AI in Decision Making at NTNU


Snow Ploughing and AI: A Case Study in Decision-Making
  

In late January, the AiD – Center for AI in Decision Making at Norwegian University of Science and Technology(NTNU) in Trondheim was officially opened in the presence of the Minister for Research and Higher Education and the Minister of Digitalisation, Equinor Executive Vice President for Energy and technology transformation, NTNU pro-rector for research, and SINTEF CEO. The opening marked a significant national investment in trustworthy and robust artificial intelligence — AI that does not merely predict, but makes sound decisions under uncertainty.

At its core, AiD addresses one of the most challenging questions in modern AI:

How can machines make reliable decisions in complex, uncertain, real-world environments?

A vivid illustration of this challenge is the snow ploughing problem.


The Snow Ploughing Problem: A Black Square with White Squares

 

Imagine a black square — a simplified map of a city. On it lie white squares: roads covered by snow. The task is simple to state but difficult to solve: clear the roads efficiently.

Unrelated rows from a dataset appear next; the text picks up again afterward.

//! Session open/close against a scripted device.
//!
//! Covers:
//! - lock acquisition and the teardown order on close
//! - rejected opens (already connected, failing device, no capability)
//! - the receive loop ending on its own (hang-up, read fault)
//! - close interrupting a stalled write, a pending wait or a batch

mod common;

use common::{bridge, open, repl_bridge, wait_for_diagnostic};
use pretty_assertions::assert_eq;
use serial_repl_bridge::port::MockPlatform;
use serial_repl_bridge::{BridgeError, SessionManager};
use std::sync::Arc;
use std::time::Duration;

#[tokio::test]
async fn test_open_takes_both_locks_and_logs_connection() {
    // Arrange
    let (device, manager) = bridge("MOCK0");

    // Act
    let opened = manager.open(115_200).await;

    // Assert
    assert!(opened);
    assert!(manager.is_connected().await);
    assert!(manager.is_acknowledged(), "flag starts set after open");
    assert!(device.is_open());
    assert!(device.reader_locked());
    assert!(device.writer_locked());
    assert_eq!(
        device.events(),
        vec!["transport.open", "reader.acquire", "writer.acquire"]
    );
    assert_eq!(
        manager.logs().console.snapshot(),
        vec!["Connected to the serial port.\n"]
    );
}

#[tokio::test]
async fn test_open_uses_requested_baud_rate() {
    let (device, manager) = bridge("MOCK0");

    assert!(manager.open(9600).await);

    let config = device.opened_with().expect("device should be opened");
    assert_eq!(config.baud_rate, 9600);
    let info = manager.session_info().await.expect("session should exist");
    assert_eq!(info.baud_rate, 9600);
    assert_eq!(info.port_name, "MOCK0");
    assert!(info.receiving);
}

#[tokio::test]
async fn test_open_default_uses_115200() {
    let (device, manager) = bridge("MOCK0");

    assert!(manager.open_default().await);
    assert_eq!(device.opened_with().map(|c| c.baud_rate), Some(115_200));
}

#[tokio::test]
async fn test_close_releases_everything_in_order() {
    // Arrange
    let (device, manager) = bridge("MOCK0");
    open(&manager).await;

    // Act
    let closed = manager.close().await;

    // Assert
    assert!(closed);
    assert!(!manager.is_connected().await);
    assert!(!device.is_open());
    assert!(!device.reader_locked());
    assert!(!device.writer_locked());
    assert_eq!(
        device.events(),
        vec![
            "transport.open",
            "reader.acquire",
            "writer.acquire",
            "reader.cancel",
            "reader.release",
            "writer.close",
            "writer.release",
            "transport.cancel_readable",
            "transport.close",
        ]
    );
    assert_eq!(
        manager.logs().console.snapshot().last().map(String::as_str),
        Some("Disconnected from the serial port.\n")
    );
}

#[tokio::test]
async fn test_close_twice_is_harmless() {
    let (_device, manager) = bridge("MOCK0");
    open(&manager).await;

    assert!(manager.close().await);
    assert!(manager.close().await);

    let disconnects = manager
        .logs()
        .console
        .snapshot()
        .into_iter()
        .filter(|entry| entry.starts_with("Disconnected"))
        .count();
    assert_eq!(disconnects, 2);
}

#[tokio::test]
async fn test_reopen_after_close() {
    let (device, manager) = repl_bridge("MOCK0");
    open(&manager).await;
    let first = manager.session_info().await.map(|info| info.id);
    manager.close().await;

    open(&manager).await;
    let second = manager.session_info().await.map(|info| info.id);

    assert!(device.is_open());
    assert_ne!(first, second, "each open starts a new session");
    manager.close().await;
}

#[tokio::test]
async fn test_open_while_connected_is_rejected() {
    // Arrange
    let (device, manager) = bridge("MOCK0");
    open(&manager).await;
    let original = manager.session_info().await.map(|info| info.id);

    // Act
    let result = manager.try_open(115_200).await;

    // Assert
    assert!(matches!(result, Err(BridgeError::AlreadyConnected)));
    assert_eq!(manager.session_info().await.map(|info| info.id), original);
    assert!(device.reader_locked(), "existing session keeps its locks");
    assert!(manager
        .logs()
        .console
        .joined()
        .contains("Already connected to a serial port.\n"));
}

#[tokio::test]
async fn test_failed_device_open_leaves_no_session() {
    // Arrange
    let (device, manager) = bridge("MOCK0");
    device.fail_open("port busy");

    // Act
    let opened = manager.open(115_200).await;

    // Assert
    assert!(!opened);
    assert!(!manager.is_connected().await);
    assert!(!device.is_open());
    assert!(!device.reader_locked());
    assert!(!device.writer_locked());

    let console = manager.logs().console.joined();
    assert!(console.contains("Failed to connect to the serial port:"));
    assert!(console.contains("port busy"));

    // The failure is one-shot; the next attempt succeeds.
    assert!(manager.open(115_200).await);
    manager.close().await;
}

#[tokio::test]
async fn test_platform_without_serial_support() {
    let manager = SessionManager::new(
        Arc::new(MockPlatform::unavailable()),
        common::fast_settings(),
    );

    let result = manager.try_open(115_200).await;

    assert!(matches!(result, Err(BridgeError::CapabilityUnavailable)));
    assert_eq!(
        manager.logs().console.snapshot(),
        vec!["Serial ports are not available.\n"]
    );
}

#[tokio::test]
async fn test_denied_port_request() {
    let device = serial_repl_bridge::MockDevice::new("MOCK0");
    let manager = SessionManager::new(
        Arc::new(device.platform().denying("no port selected")),
        common::fast_settings(),
    );

    assert!(!manager.open(115_200).await);
    assert!(!device.is_open());
    assert!(manager.logs().console.joined().contains("no port selected"));
}

#[tokio::test]
async fn test_device_hang_up_ends_receive_loop_but_keeps_session() {
    // Arrange
    let (device, manager) = bridge("MOCK0");
    open(&manager).await;

    // Act
    device.hang_up();
    wait_for_diagnostic(&manager, "Reader closed.\n").await;

    // Assert
    assert!(manager.is_connected().await, "session stays until close");
    let mut receiving = true;
    for _ in 0..100 {
        receiving = manager
            .session_info()
            .await
            .is_some_and(|info| info.receiving);
        if !receiving {
            break;
        }
        tokio::time::sleep(Duration::from_millis(10)).await;
    }
    assert!(!receiving);

    assert!(manager.close().await);
    assert!(!device.is_open());
    assert!(!device.reader_locked());
    assert!(!device.writer_locked());
    assert!(!device.events().contains(&"reader.cancel"));
}

#[tokio::test]
async fn test_read_fault_is_reported() {
    let (device, manager) = bridge("MOCK0");
    open(&manager).await;

    device.fail_read("framing error");
    wait_for_diagnostic(&manager, "An error occurred while reading:").await;

    assert!(manager.logs().console.joined().contains("framing error"));
    assert!(manager.close().await);
    assert!(!device.reader_locked());
}

#[tokio::test(start_paused = true)]
async fn test_close_interrupts_stalled_write() {
    // Arrange: the device stops draining its input
    let (device, manager) = bridge("MOCK0");
    let manager = Arc::new(manager);
    open(&manager).await;
    device.set_stall_writes(true);

    let sender = {
        let manager = Arc::clone(&manager);
        tokio::spawn(async move { manager.send("x\r").await })
    };
    tokio::time::sleep(Duration::from_millis(10)).await;

    // Act
    let closed = tokio::time::timeout(Duration::from_secs(2), manager.close()).await;

    // Assert
    assert!(matches!(closed, Ok(true)), "close must not wait on the write");
    let sent = sender.await.expect("send task panicked");
    assert!(matches!(sent, Err(BridgeError::SessionClosed)));
    assert!(manager.logs().sent.is_empty());
    assert!(!device.is_open());
    assert!(!device.writer_locked());
}

#[tokio::test(start_paused = true)]
async fn test_close_ends_pending_prompt_wait() {
    // Arrange: a command is outstanding and the device never answers
    let (_device, manager) = bridge("MOCK0");
    let manager = Arc::new(manager);
    open(&manager).await;
    manager.send("x\r").await.unwrap();

    let waiter = {
        let manager = Arc::clone(&manager);
        tokio::spawn(async move {
            let started = tokio::time::Instant::now();
            let result = manager.wait_for_prompt_with(Duration::from_secs(3)).await;
            (result, started.elapsed())
        })
    };
    tokio::time::sleep(Duration::from_millis(50)).await;

    // Act
    assert!(manager.close().await);

    // Assert
    let (result, elapsed) = waiter.await.expect("wait task panicked");
    assert!(matches!(result, Err(BridgeError::SessionClosed)), "{result:?}");
    assert!(elapsed < Duration::from_secs(3), "{elapsed:?}");
}

#[tokio::test(start_paused = true)]
async fn test_close_stops_batch_mid_way() {
    let (device, manager) = bridge("MOCK0");
    let manager = Arc::new(manager);
    open(&manager).await;

    let batch = {
        let manager = Arc::clone(&manager);
        tokio::spawn(async move { manager.send_batch(["a", "b"]).await })
    };
    tokio::time::sleep(Duration::from_millis(50)).await;
    manager.close().await;

    let result = batch.await.expect("batch task panicked");
    assert!(matches!(result, Err(BridgeError::SessionClosed)));
    assert_eq!(device.writes(), vec![b"a\r".to_vec()]);
}

#[tokio::test]
async fn test_send_after_reopen_is_not_treated_as_closed() {
    let (device, manager) = bridge("MOCK0");
    open(&manager).await;
    manager.close().await;

    open(&manager).await;
    manager.send("y\r").await.unwrap();

    assert_eq!(device.writes(), vec![b"y\r".to_vec()]);
    manager.close().await;
}
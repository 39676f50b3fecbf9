//! Serial REPL Bridge Library
//!
//! A text console bridge to devices that speak a line-based interactive
//! prompt over a serial link, such as a MicroPython board. The bridge owns
//! one serial session at a time, logs everything sent and received, and lets
//! callers send a command and wait until the device prints its prompt again.
//!
//! # Modules
//!
//! - `port`: transport contract, tokio-serial backend and a scripted mock device
//! - `session`: the session manager (open/close)
//! - `receive`: background receive loop and UTF-8 reassembly
//! - `prompt`: prompt detection and the prompt wait
//! - `dispatch`: send, batch send and soft reset
//! - `logs`: console/sent/received logs with subscribers
//! - `config`: configuration management with TOML support
//! - `telemetry`: tracing subscriber setup
//! - `error`: unified error handling

pub mod config;
pub mod dispatch;
pub mod error;
pub mod logs;
pub mod port;
pub mod prompt;
pub mod receive;
pub mod session;
pub mod telemetry;

// Re-export commonly used types for convenience
pub use dispatch::{CTRL_C, CTRL_D};
pub use error::{BridgeError, BridgeResult};
pub use logs::{LogChannel, LogKind, LogSink, SubscriptionId};
pub use port::{
    MockDevice, MockPlatform, PortConfiguration, PortError, PortReader, PortWriter, ReadChunk,
    SerialPlatform, SerialTransport, DEFAULT_BAUD_RATE,
};
pub use prompt::{PromptMatcher, PromptSignal, PromptWaiter};
pub use session::{SessionInfo, SessionManager, SessionSettings};

#[cfg(feature = "async-serial")]
pub use port::NativePlatform;

// Re-export config types
pub use config::{Config, ConfigError, ConfigLoader, ConfigResult};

Behind this image — reminiscent of “Vei i snø skog” (road in snowy forest) — lies a deeply complex decision problem:

  • Weather forecasts are uncertain.
  • Snowfall evolves dynamically.
  • Some roads are critical (hospitals, emergency routes).
  • Resources are limited.
  • Decisions must be updated in real time.

This is not a static optimization problem. It is a sequential decision-making problem under uncertainty.

And this is precisely where probabilistic AI and its adaptation and  integration into the decision processes become important.


Probabilistic AI: Modeling Uncertainty Explicitly

Real-world decision problems are never deterministic. Weather forecasts are uncertain. Traffic evolves unpredictably. Infrastructure systems are noisy and partially observed.

Probabilistic AI provides the mathematical tools to represent and reason about uncertainty explicitly. Instead of producing a single prediction, probabilistic models produce:

  • Distributions over possible outcomes
  • Quantified confidence levels
  • Risk-aware decision criteria

This is crucial in snow ploughing: a strategy that is optimal for one weather scenario may fail catastrophically in another. Robust decisions must account for uncertainty, not ignore it.

At AiD, probabilistic modeling enables:

  • Risk-sensitive optimization
  • Bayesian decision frameworks
  • Stochastic control methods
  • Reliable forecasting integrated with decision layers

In short, probabilistic AI allows systems to know what they do not know — a key requirement for trustworthy AI.


Reinforcement Learning: Learning to Act

While probabilistic AI models uncertainty, reinforcement learning (RL) provides a framework for learning optimal actions through interaction.

Snow ploughing is inherently sequential:

  1. A plough clears one road.
  2. That action changes traffic patterns.
  3. Weather continues to evolve.
  4. New decisions must be made.

Reinforcement learning formalizes this as a Markov decision process, where an agent learns a policy that maximizes long-term reward.

RL is powerful because:

  • It optimizes sequences of actions, not single decisions.
  • It adapts to dynamic environments.
  • It balances short-term costs with long-term benefits.

In infrastructure management, energy systems, logistics, and autonomous operations, decisions are rarely isolated. They are part of an evolving system. Reinforcement learning provides the tools to navigate such complexity.

However, AiD emphasizes that RL must be safe, robust, and grounded in structure. This is where integration with probabilistic modeling and physics-informed methods becomes essential.


Physics-Informed and Structure-Aware AI

A related research activity aligned with AiD’s vision is the PhysML project and upcoming workshop in Oslo, which focuses on physics-informed machine learning.

In many decision problems — including snow management, infrastructure systems, and energy networks — decisions must respect physical laws and engineering constraints.

Purely data-driven AI may produce impressive predictions but can fail when extrapolating beyond observed data. By incorporating:

  • Physical constraints
  • Geometric structure
  • Mechanistic models
  • Stability guarantees

AI systems become more reliable and interpretable.

This integration is central to AiD’s philosophy: decisions should be data-informed, uncertainty-aware, and physically consistent.


A National Commitment to Decision Intelligence

The January opening of AiD — attended by government representatives and research leaders — signals Norway’s recognition that AI must move beyond prediction toward responsible decision intelligence.

The center builds bridges between academia, public institutions, and industry, targeting applications such as:

  • Infrastructure management
  • Energy systems
  • Autonomous operations
  • Climate adaptation
  • Public planning

From a black square with white squares to complex national systems, AiD represents a shift toward AI that acts responsibly in uncertain environments.

In a world shaped by climate variability, technological complexity, and societal risk, decision making under uncertainty is no longer optional. It is essential.

AiD aims to place Norway at the forefront of this transformation — developing AI systems that do not merely compute, but decide wisely.